I think electrathon is on the right track but I take his method a step further. Instead of glass, I use a granite surface plate. Same chunk of granite I use for tooling. Perfectly flat. $42 delivered. No leather workshop should be without one.

http://www.grizzly.com/products/9-x-12-x-3-Granite-Surface-Plate-No-Ledge/G9648?utm_campaign=zPage

I use progressively finer grits of sandpaper up to 600 grit but then I switch over to 3M polishing papers.

http://www.amazon.com/Zona-37-948-Polishing-11-Inch-Assortment/dp/B001BHGC7G

These polishing papers can be used wet or dry and range from 30 down to 1 micron grit size.

I do what machinists call "lapping" the blade, which amounts to moving it in a figure 8 first in one direction and then the other, from the coarsest down to the 3 micron grit.
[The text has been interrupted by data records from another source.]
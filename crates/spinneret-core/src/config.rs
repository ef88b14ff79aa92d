//! Task-level configuration for the generate-test-repair loop.

use std::path::PathBuf;
use std::time::Duration;

use serde::{Deserialize, Serialize};

use crate::domain::{Result, SpinneretError};

/// Configuration consumed by the repair loop and task facade.
#[derive(Debug, Clone, PartialEq, Serialize, Deserialize)]
pub struct TaskConfig {
    /// Maximum candidates tested per task (iteration budget).
    pub max_iterations: u32,

    /// Wall-clock budget for each test run, in seconds. Release runs are
    /// unbounded.
    pub test_timeout_secs: u64,

    /// Field-completeness threshold for `success` classification
    /// (fraction of requested fields that must be populated).
    pub threshold: f32,

    /// Root directory under which per-target project directories are created.
    pub output_root: PathBuf,
}

impl Default for TaskConfig {
    fn default() -> Self {
        Self {
            max_iterations: 10,
            test_timeout_secs: 120,
            threshold: 1.0,
            output_root: PathBuf::from("output"),
        }
    }
}

impl TaskConfig {
    /// Per-run timeout as a [`Duration`].
    pub fn test_timeout(&self) -> Duration {
        Duration::from_secs(self.test_timeout_secs)
    }

    /// Validate bounds before a task starts.
    pub fn validate(&self) -> Result<()> {
        if self.max_iterations == 0 {
            return Err(SpinneretError::InvalidConfig(
                "max_iterations must be at least 1".to_string(),
            ));
        }
        if !(0.0..=1.0).contains(&self.threshold) || self.threshold == 0.0 {
            return Err(SpinneretError::InvalidConfig(format!(
                "threshold must be in (0.0, 1.0], got {}",
                self.threshold
            )));
        }
        if self.test_timeout_secs == 0 {
            return Err(SpinneretError::InvalidConfig(
                "test_timeout_secs must be nonzero".to_string(),
            ));
        }
        Ok(())
    }
}

#[cfg(test)]
mod tests {
    use super::*;

    #[test]
    fn test_default_config_is_valid() {
        let config = TaskConfig::default();
        assert!(config.validate().is_ok());
        assert_eq!(config.max_iterations, 10);
        assert_eq!(config.test_timeout(), Duration::from_secs(120));
    }

    #[test]
    fn test_zero_budget_rejected() {
        let config = TaskConfig {
            max_iterations: 0,
            ..Default::default()
        };
        assert!(config.validate().is_err());
    }

    #[test]
    fn test_threshold_bounds() {
        for bad in [0.0f32, -0.5, 1.5] {
            let config = TaskConfig {
                threshold: bad,
                ..Default::default()
            };
            assert!(config.validate().is_err(), "threshold {bad} should fail");
        }
    }

    #[test]
    fn test_config_serde_roundtrip() {
        let config = TaskConfig::default();
        let json = serde_json::to_string(&config).unwrap();
        let back: TaskConfig = serde_json::from_str(&json).unwrap();
        assert_eq!(config, back);
    }
}
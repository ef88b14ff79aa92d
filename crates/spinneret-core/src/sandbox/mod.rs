//! Execution sandbox: bounded, captured runs of generated programs.
//!
//! A candidate runs as a child process in its project directory. In testing
//! mode a wall-clock budget applies; on expiry the child is force-killed and
//! whatever output was captured still produces a classified
//! [`ExecutionResult`](crate::domain::ExecutionResult). Release runs pass no
//! timeout.
//!
//! # Modules
//!
//! - [`runner`] — `ProgramRunner` trait, `RunnerConfig`, `ProcessSandbox`
//! - [`error`]  — `SandboxError` / `SandboxResult`

pub mod error;
pub mod runner;

pub use error::{SandboxError, SandboxResult};
pub use runner::{ProcessSandbox, ProgramRunner, RunnerConfig};
//! Generated program versions and repair requests.

use chrono::{DateTime, Utc};
use serde::{Deserialize, Serialize};
use sha2::{Digest, Sha256};

use super::outcome::ExecutionResult;

/// A single generated-program version (one candidate).
///
/// Immutable: each repair iteration produces a fresh value with the
/// generation index bumped by exactly one.
#[derive(Debug, Clone, PartialEq, Eq, Serialize, Deserialize)]
pub struct GeneratedProgram {
    /// 1-based generation index, strictly increasing within a task.
    pub generation: u32,

    /// Spider source text.
    pub spider_source: String,

    /// Item pipeline / settings source text accompanying the spider.
    #[serde(default)]
    pub pipeline_source: String,

    /// Hex-encoded SHA-256 of both sources.
    pub digest: String,

    /// When this version was produced.
    pub created_at: DateTime<Utc>,
}

impl GeneratedProgram {
    /// First candidate for a task.
    pub fn initial(spider_source: impl Into<String>, pipeline_source: impl Into<String>) -> Self {
        Self::with_generation(1, spider_source, pipeline_source)
    }

    /// Candidate at an explicit generation index.
    pub fn with_generation(
        generation: u32,
        spider_source: impl Into<String>,
        pipeline_source: impl Into<String>,
    ) -> Self {
        let spider_source = spider_source.into();
        let pipeline_source = pipeline_source.into();
        let digest = source_digest(&spider_source, &pipeline_source);
        Self {
            generation,
            spider_source,
            pipeline_source,
            digest,
            created_at: Utc::now(),
        }
    }

    /// Successor version carrying new sources.
    pub fn next(&self, spider_source: impl Into<String>, pipeline_source: impl Into<String>) -> Self {
        Self::with_generation(self.generation + 1, spider_source, pipeline_source)
    }

    /// Short digest prefix for log lines.
    pub fn short_digest(&self) -> &str {
        &self.digest[..12.min(self.digest.len())]
    }
}

fn source_digest(spider: &str, pipeline: &str) -> String {
    let mut hasher = Sha256::new();
    hasher.update(spider.as_bytes());
    hasher.update([0u8]);
    hasher.update(pipeline.as_bytes());
    hex::encode(hasher.finalize())
}

/// Everything the synthesizer needs to produce a corrected candidate.
#[derive(Debug, Clone, PartialEq, Serialize, Deserialize)]
pub struct RepairRequest {
    /// The candidate that was just tested.
    pub prior: GeneratedProgram,

    /// Its execution result, diagnostics included.
    pub result: ExecutionResult,

    /// Correction directive derived from the diagnostics.
    pub directive: String,
}

/// Derive a spider name from a target URL.
///
/// Takes the second-to-last host label (drops the TLD), lowercases it and
/// replaces anything non-alphanumeric with underscores. Falls back to
/// `"spider"` when the URL has no usable host.
pub fn spider_name_from_url(url: &str) -> String {
    let host = reqwest::Url::parse(url)
        .ok()
        .and_then(|u| u.host_str().map(str::to_string));

    let Some(host) = host else {
        return "spider".to_string();
    };

    let labels: Vec<&str> = host.split('.').filter(|l| !l.is_empty()).collect();
    let core = match labels.len() {
        0 => return "spider".to_string(),
        1 => labels[0],
        n => labels[n - 2],
    };

    let name: String = core
        .chars()
        .map(|c| {
            if c.is_ascii_alphanumeric() {
                c.to_ascii_lowercase()
            } else {
                '_'
            }
        })
        .collect();

    if name.chars().all(|c| c == '_') {
        "spider".to_string()
    } else {
        name
    }
}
You'll need a loupe or Opti-visor magnification and excellent lighting to see when the previous grit's scratches are completely removed before you move to the next finest grit. NO shortcuts! When you are done lapping you will have a mirror surface. You need to do both sides of the blade. It is time consuming but your time and effort will pay off big time.

As with any other edge, the last step is to strop the blade to remove any micro "wire" left from the lapping process.

Once polished to a mirror surface, the blade will produce super-smooth cut sides and only require a strop now and then. You'll be able to split wider straps than ever before. And, the next time you do need to sharpen, you'll only need to use the finer grits and re-strop to return the blade to the same ultra-sharp condition.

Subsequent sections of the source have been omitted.